# Planning Classic Mini conversion- help please



## Manntis (May 22, 2008)

depends what range, acceleration, etc. you want in your final design envelope. Because you mentioned "as cheap as possible" I assume you're looking into a DC system, relatively low (120-144) volts, and lead acid batteries?


----------



## miniman (May 23, 2008)

Hi Manntis,
Ive not looked into anything as yet, thats why im here. I know 3Ph systems would be more efficient, but as you say, DC would do the job cheaper. Is there anything out there that I can rob a motor off that will do the job?
Im not looking for massive speed or endurance. Maybe 40-50mph would do, and say 50 or 60 miles endurance.


----------



## onesojourner (May 6, 2008)

I think that is doable. 50-60 miles is going to take a good chunk of lead though. all the minis around here are rust buckets.

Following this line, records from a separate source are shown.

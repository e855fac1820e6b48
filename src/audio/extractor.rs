use crate::config::AudioExtractorConfig;
use crate::platform::context::ProcessorContext;
use crate::platform::error::{ProcessorError, Result};
use crate::platform::result::{write_result, ProcessorOutcome};
use std::collections::HashSet;
use std::fs::File;
use std::path::{Path, PathBuf};
use std::process::{Command, Stdio};
use zip::write::SimpleFileOptions;
use zip::{CompressionMethod, ZipArchive, ZipWriter};

/// Metadata file that video downloaders put into their archives
pub const METADATA_FILE: &str = ".metadata.json";

/// Name the metadata file is given in the audio archive
pub const VIDEO_METADATA_FILE: &str = ".video_metadata.json";

/// Video entry of the input archive
#[derive(Debug, Clone, PartialEq)]
struct VideoEntry {
    index: usize,
    /// Unique within the archive; names the WAV file and the tool's logs
    stem: String,
    extension: Option<String>,
}

impl VideoEntry {
    /// Name the video is unpacked under
    fn unpacked_name(&self) -> String {
        match &self.extension {
            Some(ext) => format!("{}.{}", self.stem, ext),
            None => self.stem.clone(),
        }
    }
}

/// Entries worth extracting: the metadata file (if any) and the videos
#[derive(Debug, Default)]
struct ArchivePlan {
    metadata: Option<usize>,
    videos: Vec<VideoEntry>,
}

/// Sort the archive's entries into metadata and videos
///
/// Directories and entries whose name escapes the archive are skipped.
/// Entries are flattened to their file name; a stem seen before gets a
/// `-2`, `-3`, ... suffix so no two videos write to the same WAV file.
fn plan_archive(archive: &mut ZipArchive<File>) -> Result<ArchivePlan> {
    let mut plan = ArchivePlan::default();
    let mut stems = HashSet::new();

    for index in 0..archive.len() {
        let entry = archive.by_index(index)?;
        if entry.is_dir() {
            continue;
        }
        let file_name = match entry.enclosed_name().and_then(|p| p.file_name().map(PathBuf::from)) {
            Some(name) => name,
            None => {
                tracing::warn!("Skipping archive entry with unsafe name '{}'", entry.name());
                continue;
            }
        };

        if file_name == Path::new(METADATA_FILE) {
            plan.metadata = Some(index);
            continue;
        }

        let base = file_name
            .file_stem()
            .map(|s| s.to_string_lossy().into_owned())
            .unwrap_or_default();
        let mut stem = base.clone();
        let mut copy = 1;
        while !stems.insert(stem.clone()) {
            copy += 1;
            stem = format!("{}-{}", base, copy);
        }
        if copy > 1 {
            tracing::warn!("'{}' extracted as '{}' to avoid a name clash", entry.name(), stem);
        }

        plan.videos.push(VideoEntry {
            index,
            stem,
            extension: file_name
                .extension()
                .map(|e| e.to_string_lossy().into_owned()),
        });
    }

    Ok(plan)
}

/// Extract the audio track of every video in the zip at `input`
///
/// Each video is converted to a WAV file by the configured media tool. The
/// WAV files, the tool's non-empty stdout/stderr logs and the archive's
/// metadata file are packed into a new zip at `output`. A video the tool
/// fails on is logged and skipped.
pub fn extract_audio<C: ProcessorContext + ?Sized>(
    ctx: &C,
    input: &Path,
    output: &Path,
    config: &AudioExtractorConfig,
) -> Result<ProcessorOutcome> {
    let mut archive = ZipArchive::new(File::open(input)?)?;

    let plan = plan_archive(&mut archive)?;
    let videos = plan.videos.len();
    if videos == 0 {
        ctx.update_status("No videos from which to extract audio.", true);
        return Ok(ProcessorOutcome::empty());
    }

    let unpacked = tempfile::Builder::new()
        .prefix("audio-extractor-videos")
        .tempdir()?;
    let staging = tempfile::Builder::new().prefix("audio-extractor").tempdir()?;
    ctx.log(&format!(
        "Staging directory location: {}",
        staging.path().display()
    ));

    if let Some(index) = plan.metadata {
        let mut entry = archive.by_index(index)?;
        std::io::copy(
            &mut entry,
            &mut File::create(staging.path().join(VIDEO_METADATA_FILE))?,
        )?;
    }

    ctx.update_status("Extracting video audio", false);
    let mut processed = 0usize;

    for video in &plan.videos {
        ctx.check_interrupted("while extracting audio")?;

        let video_path = unpacked.path().join(video.unpacked_name());
        {
            let mut entry = archive.by_index(video.index)?;
            std::io::copy(&mut entry, &mut File::create(&video_path)?)?;
        }

        convert_video(ctx, config, &video_path, &video.stem, staging.path())?;
        if let Err(e) = std::fs::remove_file(&video_path) {
            tracing::debug!("Could not remove {}: {}", video_path.display(), e);
        }

        processed += 1;
        ctx.update_status(
            &format!("Extracted audio from {} of {} videos", processed, videos),
            false,
        );
        ctx.update_progress(processed as f64 / videos as f64);
    }

    ctx.check_interrupted("before writing the archive")?;
    write_result(output, |temp_path| pack_directory(staging.path(), temp_path))?;

    Ok(ProcessorOutcome::with_output(processed, output))
}

/// Run the media tool on one video, writing `<stem>.wav` into `out_dir`
fn convert_video<C: ProcessorContext + ?Sized>(
    ctx: &C,
    config: &AudioExtractorConfig,
    video: &Path,
    stem: &str,
    out_dir: &Path,
) -> Result<()> {
    tracing::debug!(video = %video.display(), "Running media tool");
    let result = Command::new(&config.ffmpeg_path)
        .arg("-i")
        .arg(video)
        .arg("-ar")
        .arg(config.sample_rate.to_string())
        .arg(out_dir.join(format!("{}.wav", stem)))
        .stdin(Stdio::null())
        .output()
        .map_err(|e| ProcessorError::MediaToolUnavailable {
            path: config.ffmpeg_path.clone(),
            reason: e.to_string(),
        })?;

    if !result.stdout.is_empty() {
        std::fs::write(out_dir.join(format!("{}_stdout.log", stem)), &result.stdout)?;
    }
    if !result.stderr.is_empty() {
        std::fs::write(out_dir.join(format!("{}_stderr.log", stem)), &result.stderr)?;
    }

    if !result.status.success() {
        let code = result
            .status
            .code()
            .map(|c| c.to_string())
            .unwrap_or_else(|| "terminated by signal".to_string());
        let message = format!("Error return code with video {}: {}", stem, code);
        tracing::error!("{}", message);
        ctx.log(&message);
    }

    Ok(())
}

/// Zip every file directly inside `dir`, in name order
fn pack_directory(dir: &Path, target: &Path) -> Result<()> {
    let mut files = std::fs::read_dir(dir)?
        .map(|entry| entry.map(|e| e.path()))
        .collect::<std::io::Result<Vec<_>>>()?;
    files.retain(|path| path.is_file());
    files.sort();

    let options = SimpleFileOptions::default().compression_method(CompressionMethod::Deflated);
    let mut writer = ZipWriter::new(File::create(target)?);
    for path in files {
        let name = path
            .file_name()
            .map(|n| n.to_string_lossy().into_owned())
            .unwrap_or_default();
        writer.start_file(name, options)?;
        std::io::copy(&mut File::open(&path)?, &mut writer)?;
    }
    writer.finish()?;

    Ok(())
}

#[cfg(test)]
mod tests {
    use super::*;
    use crate::platform::LocalContext;
    use std::io::Write;

    fn make_archive(path: &Path, entries: &[(&str, &[u8])]) {
        let mut writer = ZipWriter::new(File::create(path).unwrap());
        for (name, content) in entries {
            writer
                .start_file(name.to_string(), SimpleFileOptions::default())
                .unwrap();
            writer.write_all(content).unwrap();
        }
        writer.finish().unwrap();
    }

    fn archive_names(path: &Path) -> Vec<String> {
        let archive = ZipArchive::new(File::open(path).unwrap()).unwrap();
        let mut names: Vec<String> = archive.file_names().map(str::to_string).collect();
        names.sort();
        names
    }

    /// Stand-in for ffmpeg: `-i <in> -ar <rate> <out>`, fails on files named bad*
    #[cfg(unix)]
    fn fake_media_tool(dir: &Path) -> PathBuf {
        use std::os::unix::fs::PermissionsExt;

        let path = dir.join("fake-ffmpeg");
        std::fs::write(
            &path,
            "#!/bin/sh\necho \"converting $2 at $4\" >&2\ncase \"$(basename \"$2\")\" in bad*) exit 1;; esac\necho wav > \"$5\"\n",
        )
        .unwrap();
        std::fs::set_permissions(&path, std::fs::Permissions::from_mode(0o755)).unwrap();
        path
    }

    #[test]
    fn test_empty_archive() {
        let dir = tempfile::tempdir().unwrap();
        let input = dir.path().join("videos.zip");
        let output = dir.path().join("audio.zip");
        make_archive(&input, &[]);

        let ctx = LocalContext::detached();
        let outcome =
            extract_audio(&ctx, &input, &output, &AudioExtractorConfig::default()).unwrap();

        assert_eq!(outcome, ProcessorOutcome::empty());
        assert_eq!(ctx.status(), "No videos from which to extract audio.");
        assert!(!output.exists());
    }

    #[cfg(unix)]
    #[test]
    fn test_extracts_and_continues_after_failure() {
        let dir = tempfile::tempdir().unwrap();
        let input = dir.path().join("videos.zip");
        let output = dir.path().join("audio.zip");
        make_archive(
            &input,
            &[
                (METADATA_FILE, &b"{}"[..]),
                ("first.mp4", &b"video"[..]),
                ("bad.mp4", &b"video"[..]),
            ],
        );

        let config = AudioExtractorConfig {
            ffmpeg_path: fake_media_tool(dir.path()),
            sample_rate: 16000,
        };
        let ctx = LocalContext::detached();
        let outcome = extract_audio(&ctx, &input, &output, &config).unwrap();

        assert_eq!(outcome.items, 2);
        assert_eq!(ctx.status(), "Extracted audio from 2 of 2 videos");
        assert_eq!(ctx.progress(), 1.0);
        assert_eq!(
            archive_names(&output),
            vec![
                VIDEO_METADATA_FILE,
                "bad_stderr.log",
                "first.wav",
                "first_stderr.log",
            ]
        );
    }

    #[test]
    fn test_missing_media_tool() {
        let dir = tempfile::tempdir().unwrap();
        let input = dir.path().join("videos.zip");
        let output = dir.path().join("audio.zip");
        make_archive(&input, &[("clip.mp4", &b"video"[..])]);

        let config = AudioExtractorConfig {
            ffmpeg_path: dir.path().join("no-such-tool"),
            sample_rate: 16000,
        };
        let err = extract_audio(&LocalContext::detached(), &input, &output, &config).unwrap_err();

        assert!(matches!(err, ProcessorError::MediaToolUnavailable { .. }));
        assert!(!output.exists());
    }

    #[test]
    fn test_interrupted_leaves_no_output() {
        let dir = tempfile::tempdir().unwrap();
        let input = dir.path().join("videos.zip");
        let output = dir.path().join("audio.zip");
        make_archive(&input, &[("clip.mp4", &b"video"[..])]);

        let ctx = LocalContext::detached();
        ctx.interrupt_handle()
            .store(true, std::sync::atomic::Ordering::Relaxed);
        let err = extract_audio(&ctx, &input, &output, &AudioExtractorConfig::default())
            .unwrap_err();

        assert!(err.is_interrupted());
        assert!(!output.exists());
    }

    #[test]
    fn test_plan_gives_clashing_videos_unique_stems() {
        let dir = tempfile::tempdir().unwrap();
        let input = dir.path().join("videos.zip");
        make_archive(
            &input,
            &[
                ("a/clip.mp4", &b"video"[..]),
                ("b/clip.mp4", &b"video"[..]),
                ("clip.mkv", &b"video"[..]),
                ("nested/.metadata.json", &b"{}"[..]),
            ],
        );

        let mut archive = ZipArchive::new(File::open(&input).unwrap()).unwrap();
        let plan = plan_archive(&mut archive).unwrap();

        assert_eq!(plan.metadata, Some(3));
        let names: Vec<String> = plan.videos.iter().map(VideoEntry::unpacked_name).collect();
        assert_eq!(names, vec!["clip.mp4", "clip-2.mp4", "clip-3.mkv"]);
    }

    #[cfg(unix)]
    #[test]
    fn test_clashing_names_each_get_audio() {
        let dir = tempfile::tempdir().unwrap();
        let input = dir.path().join("videos.zip");
        let output = dir.path().join("audio.zip");
        make_archive(
            &input,
            &[
                ("a/clip.mp4", &b"video"[..]),
                ("b/clip.mp4", &b"video"[..]),
                ("clip.mkv", &b"video"[..]),
            ],
        );

        let config = AudioExtractorConfig {
            ffmpeg_path: fake_media_tool(dir.path()),
            sample_rate: 16000,
        };
        let ctx = LocalContext::detached();
        let outcome = extract_audio(&ctx, &input, &output, &config).unwrap();

        assert_eq!(outcome.items, 3);
        let wavs: Vec<String> = archive_names(&output)
            .into_iter()
            .filter(|name| name.ends_with(".wav"))
            .collect();
        assert_eq!(wavs, vec!["clip-2.wav", "clip-3.wav", "clip.wav"]);
    }

    #[cfg(unix)]
    #[test]
    fn test_unsafe_entries_are_not_counted() {
        let dir = tempfile::tempdir().unwrap();
        let input = dir.path().join("videos.zip");
        let output = dir.path().join("audio.zip");
        make_archive(
            &input,
            &[("../evil.mp4", &b"video"[..]), ("clip.mp4", &b"video"[..])],
        );

        let config = AudioExtractorConfig {
            ffmpeg_path: fake_media_tool(dir.path()),
            sample_rate: 16000,
        };
        let ctx = LocalContext::detached();
        let outcome = extract_audio(&ctx, &input, &output, &config).unwrap();

        assert_eq!(outcome.items, 1);
        assert_eq!(ctx.status(), "Extracted audio from 1 of 1 videos");
        assert_eq!(ctx.progress(), 1.0);
        assert!(!dir.path().parent().unwrap().join("evil.mp4").exists());
    }
}
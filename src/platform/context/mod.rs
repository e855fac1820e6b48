//! ProcessorContext trait and implementations
//!
//! Processors never talk to the host directly. Everything they report back
//! (status lines, progress, dataset log messages) and the one thing they ask
//! for (has the job been interrupted?) goes through this trait.
//!
//! Implementations:
//! - `LocalContext`: CLI runs; status via `tracing`, interruption via a shared flag

use crate::platform::error::{ProcessorError, Result};

mod local_context;

pub use local_context::LocalContext;

/// Trait for reporting back to the host while a processor runs
pub trait ProcessorContext: Send + Sync {
    /// Replace the job's status line
    ///
    /// `is_final` marks the last status of a run that ends early.
    fn update_status(&self, message: &str, is_final: bool);

    /// Report progress as a fraction in [0, 1]
    fn update_progress(&self, fraction: f64);

    /// Append a message to the dataset log
    fn log(&self, message: &str);

    /// Whether the host asked the processor to stop
    fn is_interrupted(&self) -> bool;

    // Convenience methods with default implementations

    /// Return `Interrupted` if the interruption flag is set
    fn check_interrupted(&self, during: &str) -> Result<()> {
        if self.is_interrupted() {
            Err(ProcessorError::interrupted(during))
        } else {
            Ok(())
        }
    }
}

Even if yours is not I would imagine you are going to have to beef things up a bit to support all the extra weight of the batteries. You might scan evalbum.


----------



## mattW (Sep 14, 2007)

Forklifts are your friend:
http://www.diyelectriccar.com/forums/showthread.php/using-forklift-motor-and-choosing-good-7598.html

Also check out:
http://www.forkenswift.com/


----------